Hold onto your seats, folks . . .

  • At the end of the 3rd week, the trilaminar embryonic disc is flat and oval in shape. During the 4th week, the disc grows rapidly, especially in length, and undergoes a complicated process of folding.
  • The main forces responsible for folding the disc into the recognizable vertebrate body form appear to be differences in the growth rates and in the rigidity of certain tissues—some parts of the embryo grow faster than others, creating forces that bend the disc, and certain parts of the embryo are more rigid and act as the fulcrums where bending occurs.
  • During the 4th week, the embryonic disc and amniotic sac on the dorsal side of the disc grow rapidly, but the yolk sac located ventral to the disc does not keep pace.

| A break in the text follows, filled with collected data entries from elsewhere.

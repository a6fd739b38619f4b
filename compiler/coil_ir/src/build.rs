//! Programmatic tree construction.
//!
//! The parser that produces Coil trees lives outside this repository, so
//! the arena's construction surface is wrapped in a builder that embedders
//! (and this workspace's tests) use to assemble programs directly.
//!
//! Nodes built here carry `Span::DUMMY`; a real parser allocates through
//! `ExprArena` and supplies source spans itself.

use num_bigint::BigInt;

use crate::ast::{
    BinaryOp, BoolOp, ExprArena, ExprId, ExprKind, FuncBody, FuncDef, FuncId, StmtId, StmtKind,
    StmtRange, UnaryOp,
};
use crate::{Name, SharedInterner, Span};

/// A complete program: the arena, the interner its names live in, and the
/// top-level statement block.
pub struct Program {
    pub arena: ExprArena,
    pub interner: SharedInterner,
    pub body: StmtRange,
}

/// Builder for assembling program trees.
pub struct ProgramBuilder {
    arena: ExprArena,
    interner: SharedInterner,
    top: Vec<StmtId>,
}

impl ProgramBuilder {
    pub fn new() -> Self {
        ProgramBuilder {
            arena: ExprArena::new(),
            interner: SharedInterner::default(),
            top: Vec::new(),
        }
    }

    /// Intern an identifier.
    pub fn ident(&self, s: &str) -> Name {
        self.interner.intern(s)
    }

    // Expressions

    /// Integer literal from an `i64`.
    pub fn int(&mut self, v: i64) -> ExprId {
        self.big(BigInt::from(v))
    }

    /// Integer literal from an arbitrary-precision value.
    pub fn big(&mut self, v: BigInt) -> ExprId {
        let id = self.arena.alloc_int(v);
        self.arena.alloc_expr(ExprKind::Int(id), Span::DUMMY)
    }

    /// Float literal.
    pub fn float(&mut self, v: f64) -> ExprId {
        self.arena
            .alloc_expr(ExprKind::Float(v.to_bits()), Span::DUMMY)
    }

    /// Imaginary literal: `2j`.
    pub fn imaginary(&mut self, v: f64) -> ExprId {
        self.arena
            .alloc_expr(ExprKind::Imaginary(v.to_bits()), Span::DUMMY)
    }

    /// Boolean literal.
    pub fn bool_lit(&mut self, v: bool) -> ExprId {
        self.arena.alloc_expr(ExprKind::Bool(v), Span::DUMMY)
    }

    /// String literal.
    pub fn str_lit(&mut self, s: &str) -> ExprId {
        let name = self.interner.intern(s);
        self.arena.alloc_expr(ExprKind::Str(name), Span::DUMMY)
    }

    /// None literal.
    pub fn none(&mut self) -> ExprId {
        self.arena.alloc_expr(ExprKind::NoneLit, Span::DUMMY)
    }

    /// Variable reference.
    pub fn name(&mut self, s: &str) -> ExprId {
        let name = self.interner.intern(s);
        self.arena.alloc_expr(ExprKind::Ident(name), Span::DUMMY)
    }

    /// Unary operation.
    pub fn unary(&mut self, op: UnaryOp, operand: ExprId) -> ExprId {
        self.arena
            .alloc_expr(ExprKind::Unary { op, operand }, Span::DUMMY)
    }

    /// Binary operation (arithmetic or comparison).
    pub fn binary(&mut self, op: BinaryOp, left: ExprId, right: ExprId) -> ExprId {
        self.arena
            .alloc_expr(ExprKind::Binary { op, left, right }, Span::DUMMY)
    }

    /// Short-circuiting `and`/`or`.
    pub fn logical(&mut self, op: BoolOp, left: ExprId, right: ExprId) -> ExprId {
        self.arena
            .alloc_expr(ExprKind::Logical { op, left, right }, Span::DUMMY)
    }

    /// Conditional expression: `then if cond else orelse`.
    pub fn conditional(&mut self, cond: ExprId, then: ExprId, orelse: ExprId) -> ExprId {
        self.arena
            .alloc_expr(ExprKind::Conditional { cond, then, orelse }, Span::DUMMY)
    }

    /// Lambda expression.
    pub fn lambda(&mut self, params: &[&str], body: ExprId) -> ExprId {
        let func = self.func_def(Name::EMPTY, params, FuncBody::Expr(body));
        self.arena.alloc_expr(ExprKind::Lambda(func), Span::DUMMY)
    }

    /// Function call.
    pub fn call(&mut self, callee: ExprId, args: &[ExprId]) -> ExprId {
        let args = self.arena.alloc_exprs(args);
        self.arena
            .alloc_expr(ExprKind::Call { callee, args }, Span::DUMMY)
    }

    // Statements

    /// Expression statement.
    pub fn expr_stmt(&mut self, expr: ExprId) -> StmtId {
        self.arena.alloc_stmt(StmtKind::Expr(expr), Span::DUMMY)
    }

    /// Assignment: `target = value`.
    pub fn assign(&mut self, target: &str, value: ExprId) -> StmtId {
        let target = self.interner.intern(target);
        self.arena
            .alloc_stmt(StmtKind::Assign { target, value }, Span::DUMMY)
    }

    /// Return statement.
    pub fn ret(&mut self, value: Option<ExprId>) -> StmtId {
        self.arena.alloc_stmt(StmtKind::Return(value), Span::DUMMY)
    }

    /// If statement. `orelse` may be `StmtRange::EMPTY`.
    pub fn if_stmt(&mut self, cond: ExprId, then_body: StmtRange, orelse: StmtRange) -> StmtId {
        self.arena.alloc_stmt(
            StmtKind::If {
                cond,
                then_body,
                orelse,
            },
            Span::DUMMY,
        )
    }

    /// While loop.
    pub fn while_stmt(&mut self, cond: ExprId, body: StmtRange) -> StmtId {
        self.arena
            .alloc_stmt(StmtKind::While { cond, body }, Span::DUMMY)
    }

    /// Break statement.
    pub fn brk(&mut self) -> StmtId {
        self.arena.alloc_stmt(StmtKind::Break, Span::DUMMY)
    }

    /// Continue statement.
    pub fn cont(&mut self) -> StmtId {
        self.arena.alloc_stmt(StmtKind::Continue, Span::DUMMY)
    }

    /// Pass statement.
    pub fn pass(&mut self) -> StmtId {
        self.arena.alloc_stmt(StmtKind::Pass, Span::DUMMY)
    }

    /// Function definition statement.
    pub fn def(&mut self, name: &str, params: &[&str], body: StmtRange) -> StmtId {
        let name = self.interner.intern(name);
        let func = self.func_def(name, params, FuncBody::Block(body));
        self.arena
            .alloc_stmt(StmtKind::FunctionDef(func), Span::DUMMY)
    }

    /// `nonlocal` declaration.
    pub fn nonlocal(&mut self, names: &[&str]) -> StmtId {
        let names = self.name_list(names);
        self.arena
            .alloc_stmt(StmtKind::Nonlocal { names }, Span::DUMMY)
    }

    /// `global` declaration.
    pub fn global(&mut self, names: &[&str]) -> StmtId {
        let names = self.name_list(names);
        self.arena
            .alloc_stmt(StmtKind::Global { names }, Span::DUMMY)
    }

    /// Assemble statements into a block.
    pub fn block(&mut self, stmts: &[StmtId]) -> StmtRange {
        self.arena.alloc_stmts(stmts)
    }

    /// Append a statement to the top-level program body.
    pub fn push(&mut self, stmt: StmtId) {
        self.top.push(stmt);
    }

    /// Finish building, producing the program.
    pub fn finish(mut self) -> Program {
        let body = self.arena.alloc_stmts(&self.top);
        Program {
            arena: self.arena,
            interner: self.interner,
            body,
        }
    }

    fn name_list(&mut self, names: &[&str]) -> crate::ast::NameRange {
        let interned: Vec<Name> = names.iter().map(|n| self.interner.intern(n)).collect();
        self.arena.alloc_names(&interned)
    }

    fn func_def(&mut self, name: Name, params: &[&str], body: FuncBody) -> FuncId {
        let interned: Vec<Name> = params.iter().map(|p| self.interner.intern(p)).collect();
        let params = self.arena.alloc_names(&interned);
        self.arena.alloc_func(FuncDef {
            name,
            params,
            body,
            span: Span::DUMMY,
        })
    }
}

impl Default for ProgramBuilder {
    fn default() -> Self {
        Self::new()
    }
}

Differential growth raises up the dorsal side of the disc and amniotic sac and folds them ventrally around the yolk sac—which appears to shrink in comparison since it does not grow nearly as fast.
  • The notochord, neural tube, and somites provide stiffness to the dorsal side of the embryonic disc, so most of the folding of the disc occurs at its flexible, outer rim. The cranial, caudal, and lateral margins of the disc fold and “tuck” ventrally, under the dorsal axis of the embryo, giving rise to the ventral surface of the body. This produces an elongated embryo, resembling a tadpole. The embryo grows fast in the cranial region where the neural tube is growing into the expanded cerebrum of the brain. Therefore, the folding of the embryonic disc is more pronounced and dramatic in the head region.

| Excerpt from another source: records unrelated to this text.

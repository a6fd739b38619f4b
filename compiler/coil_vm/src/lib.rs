//! Coil VM - the compiled realization of the Coil engine.
//!
//! Translates resolved program trees into per-function instruction
//! sequences and executes them as a stack machine over a bump-allocated
//! linear memory with a bit-exact tagged-value contract (`mem`). All
//! value semantics delegate to `coil_eval`, so the interpreter and this
//! target agree on every observable value, error kind, and evaluation
//! order - `run_compiled` is a drop-in counterpart to
//! `coil_eval::run_program`.

mod compile;
mod instr;
pub mod mem;
mod vm;

pub use compile::{compile_program, CompileError};
pub use instr::{CompiledFunction, CompiledProgram, Const, Instruction, USER_FUNC_BASE};
pub use vm::Vm;

use coil_eval::{Budget, Builtin, Outcome, RuntimeError};
use coil_ir::Program;
use coil_resolve::resolve_program;

/// Resolve, compile, and execute a complete program under a budget.
///
/// Resolution failures surface through the unified error taxonomy, as on
/// the interpreted path; compilation failures are structural limits of
/// the memory contract and surface as their own error.
pub fn run_compiled(program: &Program, budget: Budget) -> Result<Outcome, CompileError> {
    let builtin_names = Builtin::interned_names(&program.interner);
    let resolved = match resolve_program(&program.arena, program.body, &builtin_names) {
        Ok(resolved) => resolved,
        Err(err) => {
            return Ok(Outcome::Failed(RuntimeError::from_resolve(
                err,
                &program.interner,
            )))
        }
    };
    let compiled = compile_program(&program.arena, &resolved, &program.interner, program.body)?;
    Ok(Vm::new(&compiled, &resolved, &program.interner)
        .with_budget(budget)
        .run())
}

Figure 2.21 MOORE ET AL., THE DEVELOPING HUMAN, FIGURE 8-4.

Realize that folding of the embryo occurs simultaneously in all directions. However, to keep us sane, we will break the process down into 3 folds:

Figure 2.21 Head fold. MOORE ET AL., THE DEVELOPING HUMAN, 10TH ED., FIGURE 5-2.

The rapid growth of the cranial part of the neural tube (brain) induces the cranial rim of the embryonic disc to fold and “tuck under.” This produces the ventral surface of the future head, neck, and chest.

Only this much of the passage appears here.